It appears that the native poets and fabulists who professed to deliver the archaeology of Lesbos, dwelt less upon the Aeolic settlers than upon the various heroes and tribes who were alleged to have had possession of the island anterior to that settlement, from the deluge of Deukalion downwards,—just as the Chian and Samian poets seem to have dwelt principally upon the ante-ionic antiquities of their respective islands. After the Pelasgian Xanthus son of Triopas, comes Makar son of Krinakus, the great native hero of the island, supposed by Plehn to be the eponym of an occupying race called the Makares: the Homeric hymn to Apollo brings Makar into connection with the Aeolic inhabitants, by calling him son of Aeolus, and the native historian Myrsilus also seems to have treated him as an Aeolian.
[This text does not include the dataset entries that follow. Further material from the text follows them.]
use super::{ActionKind, CommandParameters, CommandRule, ExtractError, RuleMatch};

const PASSWORD_SLOT: &str = r"(?:contrasena|password|clave)";

/// The es-AR vocabulary. Priorities are part of the contract: fills outrank
/// everything, capture outranks navigation that shares keywords.
pub fn canonical_rules() -> Result<Vec<CommandRule>, regex::Error> {
    Ok(vec![
        CommandRule::pattern(
            "confirm-password",
            &format!(r"\brepetir\s+(?:la\s+)?{PASSWORD_SLOT}\s+(?P<value>.+)$"),
            ActionKind::FillConfirmPassword,
        )?
        .with_priority(100)
        .with_extractor(extract_secret)
        .described("repetir contraseña <clave>"),
        CommandRule::pattern(
            "confirm-password-written",
            &format!(
                r"\bescribir\s+(?P<value>.+?)\s+en\s+(?:repetir|confirmar)\s+(?:la\s+)?{PASSWORD_SLOT}\b"
            ),
            ActionKind::FillConfirmPassword,
        )?
        .with_priority(100)
        .with_extractor(extract_secret),
        CommandRule::pattern(
            "fill-email",
            r"\bescribir\s+(?P<value>.+?)\s+en\s+(?:el\s+)?(?:email|e-mail|correo|mail)\b",
            ActionKind::FillEmail,
        )?
        .with_priority(100)
        .with_extractor(extract_email)
        .described("escribir <correo> en email"),
        CommandRule::pattern(
            "fill-password",
            &format!(r"\bescribir\s+(?P<value>.+?)\s+en\s+(?:la\s+)?{PASSWORD_SLOT}\b"),
            ActionKind::FillPassword,
        )?
        .with_priority(100)
        .with_extractor(extract_password)
        .described("escribir <clave> en contraseña"),
        CommandRule::pattern(
            "stop-listening",
            r"\b(?:detener|desactivar)\s+(?:la\s+)?escucha\b|\bdejar\s+de\s+escuchar\b",
            ActionKind::StopListening,
        )?
        .with_priority(90)
        .described("detener escucha"),
        CommandRule::pattern(
            "end-session",
            r"\b(?:cerrar\s+(?:la\s+)?sesion|logout|salir)\b",
            ActionKind::EndSession,
        )?
        .with_priority(90)
        .requiring_confirmation()
        .described("cerrar sesión"),
        CommandRule::literal("help", "ayuda", ActionKind::ShowHelp)
            .with_priority(80)
            .described("ayuda"),
        CommandRule::pattern(
            "upload-image",
            r"\b(?:subir|cargar)\s+(?:una?\s+)?(?:imagen|archivo|foto)\b",
            ActionKind::UploadImage,
        )?
        .with_priority(60)
        .described("subir imagen"),
        CommandRule::pattern(
            "capture-photo",
            r"\b(?:capturar|captura|(?:tomar|sacar)\s+(?:una\s+)?foto|foto)\b",
            ActionKind::CapturePhoto,
        )?
        .with_priority(60)
        .described("capturar / tomar foto"),
        CommandRule::pattern(
            "pause-audio",
            r"\b(?:pausar|pausa|parar|stop|detener)\b",
            ActionKind::PauseAudio,
        )?
        .with_priority(50)
        .described("pausar audio"),
        CommandRule::literal("replay-audio", "repetir", ActionKind::ReplayAudio)
            .with_priority(50)
            .with_extractor(reject_password_slot)
            .described("repetir"),
        CommandRule::pattern(
            "play-audio",
            r"\b(?:reproducir|escuchar|play)\b",
            ActionKind::PlayAudio,
        )?
        .with_priority(50)
        .described("reproducir audio"),
        CommandRule::pattern(
            "clear-form",
            r"\b(?:limpiar|borrar|vaciar)\b",
            ActionKind::ClearForm,
        )?
        .with_priority(40)
        .with_extractor(reject_session_mention)
        .described("limpiar"),
        CommandRule::pattern(
            "submit-form",
            r"^(?:enviar|confirmar|aceptar|ok|ingresar|entrar)$",
            ActionKind::SubmitForm,
        )?
        .with_priority(40)
        .described("enviar / confirmar"),
        CommandRule::literal("submit-login", "iniciar sesion", ActionKind::SubmitLogin)
            .with_priority(40)
            .described("iniciar sesión"),
        CommandRule::literal("create-account", "crear cuenta", ActionKind::CreateAccount)
            .with_priority(40)
            .described("crear cuenta"),
        CommandRule::pattern(
            "navigate-camera",
            r"\bir\s+a\s+(?:la\s+)?(?:camara|vision)\b|^camara$",
            ActionKind::NavigateCamera,
        )?
        .with_priority(30)
        .described("ir a cámara"),
        CommandRule::pattern(
            "navigate-register",
            r"\b(?:ir\s+al?\s+registro|registrarse|registrarme|registro|registrar)\b",
            ActionKind::NavigateRegister,
        )?
        .with_priority(30)
        .described("ir a registro"),
        CommandRule::pattern(
            "navigate-login",
            r"\b(?:ir\s+al?\s+(?:login|inicio)|login|inicio|acceder|entrar)\b",
            ActionKind::NavigateLogin,
        )?
        .with_priority(30)
        .described("ir a login"),
    ])
}

/// Rewrites a dictated address: "juan arroba gmail punto com" -> "juan@gmail.com".
pub fn spoken_email(raw: &str) -> String {
    let tokens = raw.split_whitespace().collect::<Vec<_>>();
    let mut out = String::with_capacity(raw.len());
    let mut idx = 0usize;

    while idx < tokens.len() {
        match (tokens[idx], tokens.get(idx + 1).copied()) {
            ("guion", Some("bajo")) => {
                out.push('_');
                idx += 2;
                continue;
            }
            ("arroba", _) => out.push('@'),
            ("punto", _) => out.push('.'),
            ("guion", _) => out.push('-'),
            (token, _) => out.push_str(token),
        }
        idx += 1;
    }

    out.to_lowercase()
}

/// Secrets are dictated with pauses; the spaces are not part of the value.
pub fn compact_secret(raw: &str) -> String {
    raw.split_whitespace().collect()
}

fn text_parameter(value: String) -> Result<CommandParameters, ExtractError> {
    if value.is_empty() {
        return Err(ExtractError::EmptyValue);
    }
    Ok(CommandParameters::from([("text".to_string(), value)]))
}

fn extract_email(found: &RuleMatch<'_>) -> Result<CommandParameters, ExtractError> {
    text_parameter(spoken_email(found.group("value")?))
}

fn extract_secret(found: &RuleMatch<'_>) -> Result<CommandParameters, ExtractError> {
    text_parameter(compact_secret(found.group("value")?))
}

fn extract_password(found: &RuleMatch<'_>) -> Result<CommandParameters, ExtractError> {
    if found.text().contains("repetir") {
        return Err(ExtractError::Rejected("password repeat belongs to confirm-password"));
    }
    extract_secret(found)
}

fn reject_password_slot(found: &RuleMatch<'_>) -> Result<CommandParameters, ExtractError> {
    let text = found.text();
    if ["contrasena", "password", "clave"]
        .iter()
        .any(|slot| text.contains(slot))
    {
        return Err(ExtractError::Rejected("names a password slot"));
    }
    Ok(CommandParameters::new())
}

fn reject_session_mention(found: &RuleMatch<'_>) -> Result<CommandParameters, ExtractError> {
    if found.text().contains("sesion") {
        return Err(ExtractError::Rejected("mentions the session"));
    }
    Ok(CommandParameters::new())
}
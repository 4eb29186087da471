#![allow(dead_code)]

use std::{
    collections::{HashSet, VecDeque},
    sync::{
        atomic::{AtomicUsize, Ordering},
        Arc, Mutex,
    },
    time::{Duration, Instant},
};
use tokio::sync::broadcast::{self, error::TryRecvError};
use visionvoice_core_lib::{
    audio::{AudioClip, AudioError, CaptureOptions, CaptureSignals, ClipRecorder},
    capture::CaptureMode,
    command::ParsedCommand,
    dispatch::{ActionSurface, ConfirmationGate, MediaOp, SurfaceTarget},
    settings::VoiceSettings,
    VoiceEvent, VoiceEventKind, VoiceSessionController,
};

pub const EVENT_TIMEOUT: Duration = Duration::from_secs(5);

pub fn test_settings(base_url: &str, mode: CaptureMode) -> VoiceSettings {
    VoiceSettings {
        transcription_base_url: base_url.to_string(),
        capture_mode: mode,
        clip_duration_ms: 250,
        push_to_talk_max_ms: 3_000,
        cooldown_ms: 10,
        min_retry_backoff_ms: 50,
        max_retry_backoff_ms: 200,
        request_timeout_ms: 3_000,
        health_timeout_ms: 500,
        feedback_cooldown_ms: 50,
        capture_settle_ms: 20,
        ..VoiceSettings::default()
    }
}

pub fn speech_clip() -> AudioClip {
    AudioClip::new(
        vec![0x52, 0x49, 0x46, 0x46, 1, 2, 3, 4],
        "audio/wav",
        Duration::from_millis(800),
    )
}

/// Waits until stop, cancel or the session limit; polled like a real stream.
fn wait_for_signal(
    options: CaptureOptions,
    signals: &CaptureSignals,
) -> Result<bool, AudioError> {
    let deadline = Instant::now() + options.max_capture_duration;
    while Instant::now() < deadline {
        if signals.is_cancelled() {
            return Err(AudioError::Cancelled);
        }
        if signals.stop_requested() {
            return Ok(true);
        }
        std::thread::sleep(Duration::from_millis(5));
    }
    Ok(false)
}

/// Hands out queued clips one per recording, then records silence.
pub struct ScriptedRecorder {
    clips: Mutex<VecDeque<AudioClip>>,
    microphone_present: bool,
    recordings: AtomicUsize,
}

impl ScriptedRecorder {
    pub fn new(clips: Vec<AudioClip>) -> Arc<Self> {
        Arc::new(Self {
            clips: Mutex::new(clips.into()),
            microphone_present: true,
            recordings: AtomicUsize::new(0),
        })
    }

    pub fn without_microphone() -> Arc<Self> {
        Arc::new(Self {
            clips: Mutex::new(VecDeque::new()),
            microphone_present: false,
            recordings: AtomicUsize::new(0),
        })
    }

    pub fn recordings(&self) -> usize {
        self.recordings.load(Ordering::SeqCst)
    }
}

impl ClipRecorder for ScriptedRecorder {
    fn probe(&self) -> Result<(), AudioError> {
        if self.microphone_present {
            Ok(())
        } else {
            Err(AudioError::MissingInputDevice)
        }
    }

    fn record_clip(
        &self,
        options: CaptureOptions,
        signals: &CaptureSignals,
    ) -> Result<Option<AudioClip>, AudioError> {
        self.recordings.fetch_add(1, Ordering::SeqCst);
        if !self.microphone_present {
            return Err(AudioError::MissingInputDevice);
        }
        let next = self.clips.lock().expect("clips lock").pop_front();
        if let Some(clip) = next {
            return Ok(Some(clip));
        }
        wait_for_signal(options, signals)?;
        Ok(None)
    }
}

/// Records for as long as the key is held and returns `clip` on release.
pub struct HoldRecorder {
    clip: AudioClip,
}

impl HoldRecorder {
    pub fn new(clip: AudioClip) -> Arc<Self> {
        Arc::new(Self { clip })
    }
}

impl ClipRecorder for HoldRecorder {
    fn probe(&self) -> Result<(), AudioError> {
        Ok(())
    }

    fn record_clip(
        &self,
        options: CaptureOptions,
        signals: &CaptureSignals,
    ) -> Result<Option<AudioClip>, AudioError> {
        wait_for_signal(options, signals)?;
        Ok(Some(self.clip.clone()))
    }
}

/// Records every call; eligibility can be withheld per target.
#[derive(Default)]
pub struct RecordingSurface {
    calls: Mutex<Vec<String>>,
    ineligible: Mutex<HashSet<SurfaceTarget>>,
}

impl RecordingSurface {
    pub fn new() -> Arc<Self> {
        Arc::new(Self::default())
    }

    pub fn withhold(&self, target: SurfaceTarget) {
        self.ineligible.lock().expect("ineligible lock").insert(target);
    }

    pub fn calls(&self) -> Vec<String> {
        self.calls.lock().expect("calls lock").clone()
    }

    fn record(&self, call: String) -> bool {
        self.calls.lock().expect("calls lock").push(call);
        true
    }
}

impl ActionSurface for RecordingSurface {
    fn is_eligible(&self, target: &SurfaceTarget) -> bool {
        !self.ineligible.lock().expect("ineligible lock").contains(target)
    }

    fn navigate(&self, route: &str) -> bool {
        self.record(format!("navigate:{route}"))
    }

    fn fill_field(&self, field_id: &str, text: &str) -> bool {
        self.record(format!("fill:{field_id}={text}"))
    }

    fn click_control(&self, control_id: &str) -> bool {
        self.record(format!("click:{control_id}"))
    }

    fn control_media(&self, op: MediaOp) -> bool {
        self.record(format!("media:{op:?}"))
    }

    fn end_session(&self) -> bool {
        self.record("end-session".to_string())
    }
}

pub struct FixedGate(pub bool);

impl ConfirmationGate for FixedGate {
    fn confirm(&self, _command: &ParsedCommand, _prompt: &str) -> bool {
        self.0
    }
}

pub async fn next_event(events: &mut broadcast::Receiver<VoiceEvent>) -> VoiceEvent {
    tokio::time::timeout(EVENT_TIMEOUT, events.recv())
        .await
        .expect("event should arrive before the timeout")
        .expect("event channel should stay open")
}

pub async fn wait_for_kind(
    events: &mut broadcast::Receiver<VoiceEvent>,
    kind: VoiceEventKind,
) -> VoiceEvent {
    loop {
        let event = next_event(events).await;
        if event.kind == kind {
            return event;
        }
    }
}

/// Events for one cycle, from its listening event through its terminal one.
pub async fn cycle_events(
    events: &mut broadcast::Receiver<VoiceEvent>,
    cycle_id: u64,
) -> Vec<VoiceEvent> {
    let mut collected = Vec::new();
    loop {
        let event = next_event(events).await;
        if event.cycle_id != Some(cycle_id) {
            continue;
        }
        let terminal = event.kind.is_terminal();
        collected.push(event);
        if terminal {
            return collected;
        }
    }
}

pub fn drain(events: &mut broadcast::Receiver<VoiceEvent>) -> Vec<VoiceEvent> {
    let mut drained = Vec::new();
    loop {
        match events.try_recv() {
            Ok(event) => drained.push(event),
            Err(TryRecvError::Lagged(_)) => continue,
            Err(TryRecvError::Empty | TryRecvError::Closed) => return drained,
        }
    }
}

/// The run is over once it released its slot and cleared the mode.
pub async fn wait_until_stopped(controller: &VoiceSessionController) {
    let deadline = Instant::now() + EVENT_TIMEOUT;
    while controller.is_running().await || controller.snapshot().await.mode.is_some() {
        assert!(Instant::now() < deadline, "controller should finish its run");
        tokio::time::sleep(Duration::from_millis(10)).await;
    }
}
To dwell upon such narratives suited the disposition of the Greeks; but when we come to inquire for the history of Lesbos, we find ourselves destitute of any genuine materials, not only for the period prior to the Aeolic occupation, but also for a long time after it: nor can we pretend to determine at what date that occupation took place. We may reasonably believe it to have occurred before 776 b.c., and it therefore becomes a part of the earliest manifestations of real Grecian history: both Kyme, with its eleven sister towns on the continent, and the islands Lesbos and Tenedos, were then Aeolic; and I have already remarked that the migration of the father of Hesiod the poet, from the Aeolic Kyme to Askra in Boeotia, is the earliest authentic fact known to us on contemporary testimony,—seemingly between 776 and 700 b.c.

But besides these islands, and the strip of the continent between Kyme and Pitane (which constituted the territory properly called Aeolis), there were many other Aeolic establishments in the region near Mount Ida, the Troad, and the Hellespont, and even in European Thrace. All these establishments seem to have emanated from Lesbos, Kyme and Tenedos, but at what time they were formed  we have no information. Thirty different towns  are said to have been established by these cities,  and nearly all the region of Mount Ida (meaning by that term the territory west of a line drawn from the town of Adramyttion northward to Priapos on the Propontis) came to be Aeolised. A new Aeolis was thus formed, quite distinct from the Aeolis near the Elaeitic Gulf, and severed from it partly by the territory of Atarneus, partly by the portion of Mysia and Lydia, between Atarneus and Adramyttium, including the fertile plain of Thebe: a portion of the lands on this coast seem indeed to have been occupied by Lesbos, but the far larger part of it was never Aeolic. Nor was Ephorus accurate when he talked of the whole territory between Kyme and Abydos as known under the name of Aeolis.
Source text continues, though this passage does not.